TRY IT: A complete, word-for-word restatement of the entries is needed.

RECORD EXTRACTS:
■ ■ ■ ■ ■

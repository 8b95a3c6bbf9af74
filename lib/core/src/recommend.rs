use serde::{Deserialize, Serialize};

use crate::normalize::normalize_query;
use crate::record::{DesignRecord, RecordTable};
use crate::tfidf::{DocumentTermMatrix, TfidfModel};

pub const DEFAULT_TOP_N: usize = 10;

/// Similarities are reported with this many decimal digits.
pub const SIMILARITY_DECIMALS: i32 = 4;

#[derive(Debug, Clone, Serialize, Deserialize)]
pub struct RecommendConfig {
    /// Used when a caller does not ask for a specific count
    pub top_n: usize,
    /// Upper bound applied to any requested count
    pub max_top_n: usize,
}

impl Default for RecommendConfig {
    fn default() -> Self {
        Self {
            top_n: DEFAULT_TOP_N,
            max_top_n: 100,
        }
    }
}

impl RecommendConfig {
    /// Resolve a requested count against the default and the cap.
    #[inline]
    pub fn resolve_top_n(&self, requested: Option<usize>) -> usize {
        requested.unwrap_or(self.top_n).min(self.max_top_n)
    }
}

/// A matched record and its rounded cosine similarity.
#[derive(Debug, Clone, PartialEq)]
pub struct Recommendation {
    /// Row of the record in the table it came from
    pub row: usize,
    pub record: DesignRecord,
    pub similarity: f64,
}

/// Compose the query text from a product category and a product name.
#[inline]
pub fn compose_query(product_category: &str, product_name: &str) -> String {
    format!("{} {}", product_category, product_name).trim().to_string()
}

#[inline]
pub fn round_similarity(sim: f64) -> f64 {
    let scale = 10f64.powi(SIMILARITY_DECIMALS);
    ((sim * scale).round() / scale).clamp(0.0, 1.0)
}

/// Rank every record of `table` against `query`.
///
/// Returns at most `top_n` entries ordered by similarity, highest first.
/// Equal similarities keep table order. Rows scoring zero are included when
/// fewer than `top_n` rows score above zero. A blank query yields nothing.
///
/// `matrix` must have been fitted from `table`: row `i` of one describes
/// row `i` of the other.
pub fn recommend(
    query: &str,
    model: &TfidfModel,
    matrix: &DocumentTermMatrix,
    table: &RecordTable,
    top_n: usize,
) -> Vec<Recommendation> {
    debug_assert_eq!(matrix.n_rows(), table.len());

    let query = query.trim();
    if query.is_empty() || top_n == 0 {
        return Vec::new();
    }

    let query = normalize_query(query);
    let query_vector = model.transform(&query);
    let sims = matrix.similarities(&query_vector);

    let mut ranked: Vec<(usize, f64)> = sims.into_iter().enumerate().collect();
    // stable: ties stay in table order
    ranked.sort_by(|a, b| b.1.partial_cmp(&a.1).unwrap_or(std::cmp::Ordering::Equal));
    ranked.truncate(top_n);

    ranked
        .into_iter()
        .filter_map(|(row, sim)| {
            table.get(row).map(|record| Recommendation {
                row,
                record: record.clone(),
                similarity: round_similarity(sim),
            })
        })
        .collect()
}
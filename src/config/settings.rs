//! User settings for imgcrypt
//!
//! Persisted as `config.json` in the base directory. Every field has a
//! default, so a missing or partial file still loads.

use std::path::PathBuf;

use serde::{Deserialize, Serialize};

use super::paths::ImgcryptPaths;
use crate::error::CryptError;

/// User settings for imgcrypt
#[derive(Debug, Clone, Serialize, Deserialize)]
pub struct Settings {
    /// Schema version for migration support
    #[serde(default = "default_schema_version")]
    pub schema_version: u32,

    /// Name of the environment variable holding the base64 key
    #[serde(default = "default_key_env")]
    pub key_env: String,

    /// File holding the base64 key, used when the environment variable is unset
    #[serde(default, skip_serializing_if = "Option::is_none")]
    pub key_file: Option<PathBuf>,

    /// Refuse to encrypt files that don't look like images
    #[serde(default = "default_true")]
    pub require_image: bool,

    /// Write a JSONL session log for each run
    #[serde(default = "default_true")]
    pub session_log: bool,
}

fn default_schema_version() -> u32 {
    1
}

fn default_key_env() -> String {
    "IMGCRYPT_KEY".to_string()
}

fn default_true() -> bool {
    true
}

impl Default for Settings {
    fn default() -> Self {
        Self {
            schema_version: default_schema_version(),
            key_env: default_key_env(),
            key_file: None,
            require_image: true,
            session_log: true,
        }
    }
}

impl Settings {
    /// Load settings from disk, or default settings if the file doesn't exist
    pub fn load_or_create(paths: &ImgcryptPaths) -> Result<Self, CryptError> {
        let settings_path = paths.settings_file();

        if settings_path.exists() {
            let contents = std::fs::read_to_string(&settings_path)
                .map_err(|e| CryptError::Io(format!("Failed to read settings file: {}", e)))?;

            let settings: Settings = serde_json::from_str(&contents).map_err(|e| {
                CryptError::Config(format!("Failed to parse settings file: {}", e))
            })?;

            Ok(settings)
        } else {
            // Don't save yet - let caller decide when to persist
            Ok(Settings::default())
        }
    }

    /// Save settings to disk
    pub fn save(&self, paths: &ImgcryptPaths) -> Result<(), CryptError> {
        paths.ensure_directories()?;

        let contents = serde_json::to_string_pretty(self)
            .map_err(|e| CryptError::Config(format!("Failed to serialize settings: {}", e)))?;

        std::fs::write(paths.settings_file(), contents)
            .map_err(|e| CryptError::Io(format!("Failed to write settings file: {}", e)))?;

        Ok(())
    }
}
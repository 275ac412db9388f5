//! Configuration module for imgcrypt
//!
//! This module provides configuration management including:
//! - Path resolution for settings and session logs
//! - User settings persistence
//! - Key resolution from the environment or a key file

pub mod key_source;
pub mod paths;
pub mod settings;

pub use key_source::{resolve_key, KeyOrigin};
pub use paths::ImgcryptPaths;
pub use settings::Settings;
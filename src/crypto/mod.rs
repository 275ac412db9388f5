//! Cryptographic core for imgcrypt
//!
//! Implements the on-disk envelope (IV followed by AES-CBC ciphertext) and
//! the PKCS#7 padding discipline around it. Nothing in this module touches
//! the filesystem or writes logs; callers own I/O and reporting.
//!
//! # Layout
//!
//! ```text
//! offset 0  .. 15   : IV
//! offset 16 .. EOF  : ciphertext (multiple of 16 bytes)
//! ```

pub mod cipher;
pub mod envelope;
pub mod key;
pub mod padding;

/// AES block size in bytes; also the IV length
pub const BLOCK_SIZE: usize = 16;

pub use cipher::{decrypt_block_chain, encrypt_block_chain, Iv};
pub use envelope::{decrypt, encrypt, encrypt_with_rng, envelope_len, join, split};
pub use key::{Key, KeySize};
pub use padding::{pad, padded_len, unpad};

■ ■ ■ ■ ■

ANSWER TO THE EXERCISE:
repository 8b95a3c6bbf9af74
filename lib/core/src/recommend.rs
use serde::{Deserialize, Serialize};

use crate::normalize::normalize_query;
use crate::record::{DesignRecord, RecordTable};
use crate::tfidf::{DocumentTermMatrix, TfidfModel};

pub const DEFAULT_TOP_N: usize = 10;

/// Similarities are reported with this many decimal digits.
pub const SIMILARITY_DECIMALS: i32 = 4;

#[derive(Debug, Clone, Serialize, Deserialize)]
pub struct RecommendConfig {
    /// Used when a caller does not ask for a specific count
    pub top_n: usize,
    /// Upper bound applied to any requested count
    pub max_top_n: usize,
}

impl Default for RecommendConfig {
    fn default() -> Self {
        Self {
            top_n: DEFAULT_TOP_N,
            max_top_n: 100,
        }
    }
}

impl RecommendConfig {
    /// Resolve a requested count against the default and the cap.
    #[inline]
    pub fn resolve_top_n(&self, requested: Option<usize>) -> usize {
        requested.unwrap_or(self.top_n).min(self.max_top_n)
    }
}

/// A matched record and its rounded cosine similarity.
#[derive(Debug, Clone, PartialEq)]
pub struct Recommendation {
    /// Row of the record in the table it came from
    pub row: usize,
    pub record: DesignRecord,
    pub similarity: f64,
}

/// Compose the query text from a product category and a product name.
#[inline]
pub fn compose_query(product_category: &str, product_name: &str) -> String {
    format!("{} {}", product_category, product_name).trim().to_string()
}

#[inline]
pub fn round_similarity(sim: f64) -> f64 {
    let scale = 10f64.powi(SIMILARITY_DECIMALS);
    ((sim * scale).round() / scale).clamp(0.0, 1.0)
}

/// Rank every record of `table` against `query`.
///
/// Returns at most `top_n` entries ordered by similarity, highest first.
/// Equal similarities keep table order. Rows scoring zero are included when
/// fewer than `top_n` rows score above zero. A blank query yields nothing.
///
/// `matrix` must have been fitted from `table`: row `i` of one describes
/// row `i` of the other.
pub fn recommend(
    query: &str,
    model: &TfidfModel,
    matrix: &DocumentTermMatrix,
    table: &RecordTable,
    top_n: usize,
) -> Vec<Recommendation> {
    debug_assert_eq!(matrix.n_rows(), table.len());

    let query = query.trim();
    if query.is_empty() || top_n == 0 {
        return Vec::new();
    }

    let query = normalize_query(query);
    let query_vector = model.transform(&query);
    let sims = matrix.similarities(&query_vector);

    let mut ranked: Vec<(usize, f64)> = sims.into_iter().enumerate().collect();
    // stable: ties stay in table order
    ranked.sort_by(|a, b| b.1.partial_cmp(&a.1).unwrap_or(std::cmp::Ordering::Equal));
    ranked.truncate(top_n);

    ranked
        .into_iter()
        .filter_map(|(row, sim)| {
            table.get(row).map(|record| Recommendation {
                row,
                record: record.clone(),
                similarity: round_similarity(sim),
            })
        })
        .collect()
}
filename src/config/settings.rs
//! User settings for imgcrypt
//!
//! Persisted as `config.json` in the base directory. Every field has a
//! default, so a missing or partial file still loads.

use std::path::PathBuf;

use serde::{Deserialize, Serialize};

use super::paths::ImgcryptPaths;
use crate::error::CryptError;

/// User settings for imgcrypt
#[derive(Debug, Clone, Serialize, Deserialize)]
pub struct Settings {
    /// Schema version for migration support
    #[serde(default = "default_schema_version")]
    pub schema_version: u32,

    /// Name of the environment variable holding the base64 key
    #[serde(default = "default_key_env")]
    pub key_env: String,

    /// File holding the base64 key, used when the environment variable is unset
    #[serde(default, skip_serializing_if = "Option::is_none")]
    pub key_file: Option<PathBuf>,

    /// Refuse to encrypt files that don't look like images
    #[serde(default = "default_true")]
    pub require_image: bool,

    /// Write a JSONL session log for each run
    #[serde(default = "default_true")]
    pub session_log: bool,
}

fn default_schema_version() -> u32 {
    1
}

fn default_key_env() -> String {
    "IMGCRYPT_KEY".to_string()
}

fn default_true() -> bool {
    true
}

impl Default for Settings {
    fn default() -> Self {
        Self {
            schema_version: default_schema_version(),
            key_env: default_key_env(),
            key_file: None,
            require_image: true,
            session_log: true,
        }
    }
}

impl Settings {
    /// Load settings from disk, or default settings if the file doesn't exist
    pub fn load_or_create(paths: &ImgcryptPaths) -> Result<Self, CryptError> {
        let settings_path = paths.settings_file();

        if settings_path.exists() {
            let contents = std::fs::read_to_string(&settings_path)
                .map_err(|e| CryptError::Io(format!("Failed to read settings file: {}", e)))?;

            let settings: Settings = serde_json::from_str(&contents).map_err(|e| {
                CryptError::Config(format!("Failed to parse settings file: {}", e))
            })?;

            Ok(settings)
        } else {
            // Don't save yet - let caller decide when to persist
            Ok(Settings::default())
        }
    }

    /// Save settings to disk
    pub fn save(&self, paths: &ImgcryptPaths) -> Result<(), CryptError> {
        paths.ensure_directories()?;

        let contents = serde_json::to_string_pretty(self)
            .map_err(|e| CryptError::Config(format!("Failed to serialize settings: {}", e)))?;

        std::fs::write(paths.settings_file(), contents)
            .map_err(|e| CryptError::Io(format!("Failed to write settings file: {}", e)))?;

        Ok(())
    }
}
repository 275ac412db9388f5
//! Configuration module for imgcrypt
//!
//! This module provides configuration management including:
//! - Path resolution for settings and session logs
//! - User settings persistence
//! - Key resolution from the environment or a key file

pub mod key_source;
pub mod paths;
pub mod settings;

pub use key_source::{resolve_key, KeyOrigin};
pub use paths::ImgcryptPaths;
pub use settings::Settings;
filename src/crypto/mod.rs
repository 275ac412db9388f5
//! Cryptographic core for imgcrypt
//!
//! Implements the on-disk envelope (IV followed by AES-CBC ciphertext) and
//! the PKCS#7 padding discipline around it. Nothing in this module touches
//! the filesystem or writes logs; callers own I/O and reporting.
//!
//! # Layout
//!
//! ```text
//! offset 0  .. 15   : IV
//! offset 16 .. EOF  : ciphertext (multiple of 16 bytes)
//! ```

pub mod cipher;
pub mod envelope;
pub mod key;
pub mod padding;

/// AES block size in bytes; also the IV length
pub const BLOCK_SIZE: usize = 16;

pub use cipher::{decrypt_block_chain, encrypt_block_chain, Iv};
pub use envelope::{decrypt, encrypt, encrypt_with_rng, envelope_len, join, split};
pub use key::{Key, KeySize};
pub use padding::{pad, padded_len, unpad};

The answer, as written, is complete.